Cos’è e di cosa si occupa il marketing sociale

Il marketing sociale si avvale delle stesse tecniche di quello convenzionale, con uno scopo ben diverso. L’obiettivo della campagna non è più la vendita di un bene o servizio appartenente a una determinata azienda, ma la promozione di comportamenti sociali e la loro incentivazione al fine di indurli nell’utente target.

L’obiettivo del marketing sociale è il cambiamento di abitudini e atteggiamenti da parte del singolo, di un gruppo di persone o dell’intera comunità, che verrà spinta verso l’adozione di nuovi comportamenti più responsabili, sani e salutari.

I prodotti attorno ai quali ruota il marketing sociale non sono beni tangibili e materiali, ma idee, valori e visioni differenti della realtà che vengono promosse tramite campagne di informazione e sensibilizzazione. Mettere in evidenza tutti i rischi che uno stile di vita disattento e sregolato può comportare, e presentare i benefici che si otterrebbero dall’integrazione di nuovi comportamenti più responsabili e ponderati, sono i punti chiave di una strategia di social marketing.

A finanziare questo tipo di campagna non sono solamente aziende private come invece accade per il marketing tradizionale, ma anche e soprattutto enti pubblici e associazioni no profit che attingono a tasse e fondi pubblici nel primo caso, e donazioni nel secondo.
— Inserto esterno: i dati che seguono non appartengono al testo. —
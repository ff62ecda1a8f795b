//! # blackbox
//!
//! Per-request log capture and retrieval.
//!
//! Every log line a request produces is buffered in that request's own
//! scope, and at the end of the request the whole transcript is
//! compressed and written to a TTL key-value store under the request's
//! ID. Pull the transcript back up later, by ID, to see exactly what one
//! request logged.
//!
//! This crate provides:
//!
//! - [`Recorder`] — store handle and retrieval, shared process-wide
//! - [`RequestScope`] — per-request log buffer, isolated by ownership
//! - [`ScopeWriter`] — feeds `tracing` output into a scope
//! - [`TtlStore`] — abstract trait over TTL key-value backends
//! - [`MemoryStore`] — in-memory backend for tests and development
//! - [`RedisStore`] — Redis backend for production
//! - [`LogSink`] — the capability a logging facility writes lines into
//!
//! ## Example
//!
//! ```rust
//! use blackbox::{shared_recorder, FlushOutcome, RequestScope};
//!
//! # #[tokio::main(flavor = "current_thread")]
//! # async fn main() -> blackbox::Result<()> {
//! let recorder = shared_recorder();
//!
//! // One scope per request.
//! let scope = RequestScope::new(recorder.clone());
//! scope.write("GET /orders/17\n");
//! scope.write("\x1b[32m200 OK\x1b[0m in 12ms\n");
//! assert_eq!(scope.flush("req-17").await?, FlushOutcome::Stored);
//!
//! // Later, by request ID.
//! let transcript = recorder.retrieve("req-17").await?;
//! assert_eq!(transcript.as_deref(), Some("GET /orders/17\n200 OK in 12ms"));
//! # Ok(())
//! # }
//! ```

#![forbid(unsafe_code)]
#![warn(missing_docs)]

pub mod codec;
pub mod error;
pub mod recorder;
pub mod redis_store;
pub mod sanitize;
pub mod scope;
pub mod store;
pub mod traits;
pub mod writer;

// Re-export main types
pub use error::{RecorderError, Result};
pub use recorder::{shared_recorder, Recorder, RecorderConfig, SharedRecorder};
pub use redis_store::RedisStore;
pub use sanitize::strip_ansi_colors;
pub use scope::{FlushOutcome, RequestScope};
pub use store::MemoryStore;
pub use traits::{LogSink, TtlStore};
pub use writer::ScopeWriter;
Nel marketing sociale, il beneficio viene atteso e riscontrato sul medio e lungo termine, in quanto il target deve avere il tempo di riconoscere, studiare e assimilare i nuovi concetti promulgati dalla campagna, prima di poter essere in grado di mettere in atto un cambiamento drastico nel proprio stile di vita. Tale evoluzione nelle abitudini del pubblico avviene seguendo la cosiddetta teoria dello scambio: il target accetta di cambiare solo se percepisce che il guadagno eguaglia o supera la perdita comportata dall’abbandono di un determinato pensiero, abitudine o usanza.

Le campagne incentrate sulla pericolosità dell’alcool, del fumo, del gioco d’azzardo, delle droghe, sulla prevenzione di malattie sessualmente trasmissibili, sull’importanza di uno stile di vita ecosostenibile, sulla sensibilizzazione nei confronti delle discriminazioni subite dalle minoranze etniche, rientrano tutte nella macrocategoria del marketing sociale. Il loro piano di azione si basa sulla diffusione di informazioni nuove, accurate e affidabili che possano dissuadere consapevolmente l’utente dall’impiego di comportamenti dannosi e/o scorretti nei confronti del prossimo e che portino a un ampliamento della consapevolezza collettiva.

La differenza tra social marketing e social media marketing

A volte la lingua inglese può trarre in inganno. Bisogna prestare particolare attenzione alla differenza tra social marketing e social media marketing. Se nel primo caso, come abbiamo visto in precedenza, si pone il focus su un contenuto socialmente educativo, volto alla promozione di nuovi concetti, ideali e comportamenti salutari, nel secondo caso l’obiettivo è la vendita di prodotti o servizi strutturata nello specifico sui social network.

Il social media marketing fa pertanto sempre parte del marketing convenzionale, il quale si rivolge a un target passivo a cui si desidera influenzare le abitudini di acquisto.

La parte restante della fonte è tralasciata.